Par Value Security Market Value Current Price Price If Yield Change Down 100 bp Up 100 bp \$25,000,000 4.75% due 2010 \$25,857,300 105.96 110.65 101.11 \$40,000,000 5.85% due 2025 \$39,450,000 98.38 102.76 93.53 \$65,000,000 Bond portfolio \$65,307,300 Karstein responds by saying, Estimates of effective duration and effective convexity derived from binomial models are very robust to the size of the rate shock, so I would not expect the estimates to change significantly. Part 5) In regard to the effect of a change in the size of the rate shock on the duration and convexity estimates, Karstein is: A) incorrect in her analysis of the effect on both bonds. B) correct only in her analysis of the effect on the 4.75% 2010 bond. C) correct only in her analysis of the effect on the 5.85% 2025 bond. D) correct in her analysis of the effect on both bonds.

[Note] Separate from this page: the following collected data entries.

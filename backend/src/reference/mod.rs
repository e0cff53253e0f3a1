//! Reference tables - persistent lookups that grow by asking.
//!
//! Tables live as CSV files under `tables/<name>.csv`. They are loaded on
//! first use, kept for the rest of the run, and written back after every
//! answered question. Entries are never removed.

use std::collections::HashMap;
use std::path::{Path, PathBuf};
use std::sync::Arc;

use tokio::sync::{Mutex, RwLock};
use tracing::{debug, info};

use crate::ask::{Asker, Question};
use crate::error::{ReferenceError, ReferenceResult};
use crate::parser::{self, Record};

/// Name of the column holding the group of an entry.
pub const GROUP_COLUMN: &str = "group";

/// An in-memory reference table.
#[derive(Debug, Clone, Default, PartialEq)]
pub struct ReferenceTable {
    path: PathBuf,
    headers: Vec<String>,
    rows: Vec<Record>,
}

impl ReferenceTable {
    /// A table with no entries that will be written to `path`.
    pub fn empty(path: impl Into<PathBuf>) -> Self {
        Self {
            path: path.into(),
            headers: Vec::new(),
            rows: Vec::new(),
        }
    }

    /// Load a table from disk. A missing file is an empty table.
    pub async fn load(path: impl Into<PathBuf>) -> ReferenceResult<Self> {
        let path = path.into();
        if !tokio::fs::try_exists(&path).await.unwrap_or(false) {
            debug!(path = %path.display(), "Reference table not found, starting empty");
            return Ok(Self::empty(path));
        }

        let document = parser::read_file_auto(&path).await?;
        let rows = document.records();
        Ok(Self {
            path,
            headers: document.headers,
            rows,
        })
    }

    pub fn path(&self) -> &Path {
        &self.path
    }

    pub fn len(&self) -> usize {
        self.rows.len()
    }

    pub fn is_empty(&self) -> bool {
        self.rows.is_empty()
    }

    /// The `take` value of the entry matching `value` within `group`.
    pub fn find(&self, match_column: &str, value: &str, take: &str, group: &str) -> Option<String> {
        self.rows
            .iter()
            .find(|row| {
                row.get(match_column).is_some_and(|v| v == value)
                    && row.get(GROUP_COLUMN).is_some_and(|g| g == group)
            })
            .and_then(|row| row.get(take).cloned())
    }

    /// Append an entry, adding any new columns to the header.
    pub fn append(&mut self, record: Record) {
        for key in record.keys() {
            if !self.headers.contains(key) {
                self.headers.push(key.clone());
            }
        }
        self.rows.push(record);
    }

    /// The whole table as rows, header first.
    pub fn to_grid(&self) -> Vec<Vec<String>> {
        let mut grid = Vec::with_capacity(self.rows.len() + 1);
        grid.push(self.headers.clone());
        for row in &self.rows {
            grid.push(
                self.headers
                    .iter()
                    .map(|h| row.get(h).cloned().unwrap_or_default())
                    .collect(),
            );
        }
        grid
    }

    /// Write the whole table back to its file.
    pub async fn save(&self) -> ReferenceResult<()> {
        parser::write_file(&self.path, &self.to_grid()).await?;
        Ok(())
    }
}

/// A loaded table and the gate serializing its misses.
struct SharedTable {
    data: RwLock<ReferenceTable>,
    gate: Mutex<()>,
}

/// All reference tables of one run.
pub struct ReferenceStore {
    directory: PathBuf,
    asker: Arc<dyn Asker>,
    tables: Mutex<HashMap<String, Arc<SharedTable>>>,
}

impl ReferenceStore {
    /// Tables are read from and written to `directory/<name>.csv`.
    pub fn new(directory: impl Into<PathBuf>, asker: Arc<dyn Asker>) -> Self {
        Self {
            directory: directory.into(),
            asker,
            tables: Mutex::new(HashMap::new()),
        }
    }

    pub fn table_path(&self, name: &str) -> PathBuf {
        self.directory.join(format!("{}.csv", name))
    }

    async fn table(&self, name: &str) -> ReferenceResult<Arc<SharedTable>> {
        let mut tables = self.tables.lock().await;
        if let Some(table) = tables.get(name) {
            return Ok(Arc::clone(table));
        }

        let loaded = ReferenceTable::load(self.table_path(name)).await?;
        debug!(table = name, entries = loaded.len(), "Reference table loaded");
        let shared = Arc::new(SharedTable {
            data: RwLock::new(loaded),
            gate: Mutex::new(()),
        });
        tables.insert(name.to_string(), Arc::clone(&shared));
        Ok(shared)
    }

    /// Snapshot of a table as currently known to the run.
    pub async fn snapshot(&self, name: &str) -> ReferenceResult<ReferenceTable> {
        let table = self.table(name).await?;
        let data = table.data.read().await;
        Ok(data.clone())
    }

    /// Look `value` up, asking once when it is missing.
    ///
    /// An answer is appended to the table and persisted before it is returned.
    pub async fn resolve(
        &self,
        name: &str,
        match_column: &str,
        take: &str,
        group: &str,
        value: &str,
    ) -> ReferenceResult<String> {
        let table = self.table(name).await?;

        if let Some(found) = table.data.read().await.find(match_column, value, take, group) {
            return Ok(found);
        }

        let _gate = table.gate.lock().await;

        // Another caller may have answered while we waited for the gate.
        if let Some(found) = table.data.read().await.find(match_column, value, take, group) {
            return Ok(found);
        }

        let question = Question::new(name, match_column, take, group, value);
        info!(table = name, group, value, "Asking for missing reference");

        let answer = self.asker.ask(question).await.ok_or_else(|| ReferenceError::Missing {
            table: name.to_string(),
            value: value.to_string(),
            match_column: match_column.to_string(),
        })?;

        let mut record = Record::new();
        record.insert(match_column.to_string(), value.to_string());
        record.insert(take.to_string(), answer.clone());
        record.insert(GROUP_COLUMN.to_string(), group.to_string());

        // The run only sees the entry once it is on disk.
        let mut data = table.data.write().await;
        let mut grown = data.clone();
        grown.append(record);
        grown.save().await?;
        *data = grown;

        Ok(answer)
    }
}

#[cfg(test)]
mod tests {
    use super::*;
    use async_trait::async_trait;
    use std::sync::atomic::{AtomicUsize, Ordering};
    use std::time::Duration;

    /// Answers every question with a fixed value after a short delay.
    struct CountingAsker {
        asked: AtomicUsize,
        answer: Option<String>,
    }

    #[async_trait]
    impl Asker for CountingAsker {
        async fn ask(&self, _question: Question) -> Option<String> {
            self.asked.fetch_add(1, Ordering::SeqCst);
            tokio::time::sleep(Duration::from_millis(10)).await;
            self.answer.clone()
        }
    }

    fn asker(answer: Option<&str>) -> Arc<CountingAsker> {
        Arc::new(CountingAsker {
            asked: AtomicUsize::new(0),
            answer: answer.map(str::to_string),
        })
    }

    #[tokio::test]
    async fn test_existing_entry_is_not_asked() {
        let dir = tempfile::tempdir().unwrap();
        std::fs::write(
            dir.path().join("members.csv"),
            "name,id,group\nWidget Co,W-1,acme\nWidget Co,Z-9,zeta\n",
        )
        .unwrap();

        let asker = asker(Some("never"));
        let store = ReferenceStore::new(dir.path(), asker.clone());
        let found = store.resolve("members", "name", "id", "zeta", "Widget Co").await.unwrap();

        assert_eq!(found, "Z-9");
        assert_eq!(asker.asked.load(Ordering::SeqCst), 0);
    }

    #[tokio::test]
    async fn test_concurrent_misses_ask_once() {
        let dir = tempfile::tempdir().unwrap();
        let asker = asker(Some("W-1"));
        let store = Arc::new(ReferenceStore::new(dir.path(), asker.clone()));

        let mut handles = Vec::new();
        for _ in 0..8 {
            let store = Arc::clone(&store);
            handles.push(tokio::spawn(async move {
                store.resolve("members", "name", "id", "acme", "Widget Co").await
            }));
        }
        for handle in handles {
            assert_eq!(handle.await.unwrap().unwrap(), "W-1");
        }

        assert_eq!(asker.asked.load(Ordering::SeqCst), 1);
        let table = store.snapshot("members").await.unwrap();
        assert_eq!(table.len(), 1);

        let saved = std::fs::read_to_string(dir.path().join("members.csv")).unwrap();
        assert_eq!(saved, "name,id,group\nWidget Co,W-1,acme\n");
    }

    #[tokio::test]
    async fn test_unanswered_is_missing_and_not_persisted() {
        let dir = tempfile::tempdir().unwrap();
        let store = ReferenceStore::new(dir.path(), asker(None));

        let err = store.resolve("members", "name", "id", "acme", "Nobody").await.unwrap_err();
        match err {
            ReferenceError::Missing { table, value, match_column } => {
                assert_eq!(table, "members");
                assert_eq!(value, "Nobody");
                assert_eq!(match_column, "name");
            }
            other => panic!("unexpected error: {other}"),
        }
        assert!(!dir.path().join("members.csv").exists());
    }

    #[tokio::test]
    async fn test_answers_are_visible_without_reload() {
        let dir = tempfile::tempdir().unwrap();
        let asker = asker(Some("W-1"));
        let store = ReferenceStore::new(dir.path(), asker.clone());

        store.resolve("members", "name", "id", "acme", "Widget Co").await.unwrap();
        store.resolve("members", "name", "id", "acme", "Widget Co").await.unwrap();
        assert_eq!(asker.asked.load(Ordering::SeqCst), 1);

        // a different group is a different entry
        store.resolve("members", "name", "id", "zeta", "Widget Co").await.unwrap();
        assert_eq!(asker.asked.load(Ordering::SeqCst), 2);
    }

    #[tokio::test]
    async fn test_spaced_entries_survive_reload() {
        let dir = tempfile::tempdir().unwrap();

        let first = asker(Some(" 007"));
        let store = ReferenceStore::new(dir.path(), first.clone());
        assert_eq!(store.resolve("members", "name", "id", "acme", "Widget Co ").await.unwrap(), " 007");

        let second = asker(Some("never"));
        let store = ReferenceStore::new(dir.path(), second.clone());
        assert_eq!(store.resolve("members", "name", "id", "acme", "Widget Co ").await.unwrap(), " 007");
        assert_eq!(second.asked.load(Ordering::SeqCst), 0);
        assert_eq!(store.snapshot("members").await.unwrap().len(), 1);
    }

    #[tokio::test]
    async fn test_failed_save_keeps_entry_out_of_memory() {
        let dir = tempfile::tempdir().unwrap();
        // A file where the tables directory should be makes every save fail.
        let blocked = dir.path().join("tables");
        std::fs::write(&blocked, "").unwrap();

        let asker = asker(Some("W-1"));
        let store = ReferenceStore::new(&blocked, asker.clone());

        let err = store.resolve("members", "name", "id", "acme", "Widget Co").await.unwrap_err();
        assert!(matches!(err, ReferenceError::Csv(_)));
        assert!(store.snapshot("members").await.unwrap().is_empty());

        assert!(store.resolve("members", "name", "id", "acme", "Widget Co").await.is_err());
        assert_eq!(asker.asked.load(Ordering::SeqCst), 2);
    }
}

Your answer: B was correct! Duration and convexity estimates for bonds without embedded options will not be significantly affected by changing the size of the rate shock from 100 basis points to 50 basis points. However, for bonds with embedded options, the size of the rate shock can have a significant effect on the estimates. We know from Part 3 that the 2025, 5.85% bond exhibits significant negative convexity, which is consistent with a callable bond. The 2010, 4.75% bond has positive convexity, even when yields are significantly below the coupon rate and the bond is trading at a substantial premium. That suggests the 2010, 4.75% bond has no embedded options. We would expect that changing the size of the rate shock would have a significant effect on the 2025, 5.85% callable bond, but not on the 4.75% 2010 bond. Therefore, Karstein is correct in her analysis of the 4.75% bond, but not the 5.85% bond.

For some reason I can’t get a positive convexity for the 4.75% bond as the solution suggested. Anyone?

That’s because it’s not + convex. 105.96 lies to the right (above) the line connecting the two points.

Joey do you mean the solution is incorrect? “The 2010, 4.75% bond has positive convexity, even when yields are significantly below the coupon rate and the bond is trading at a substantial premium.”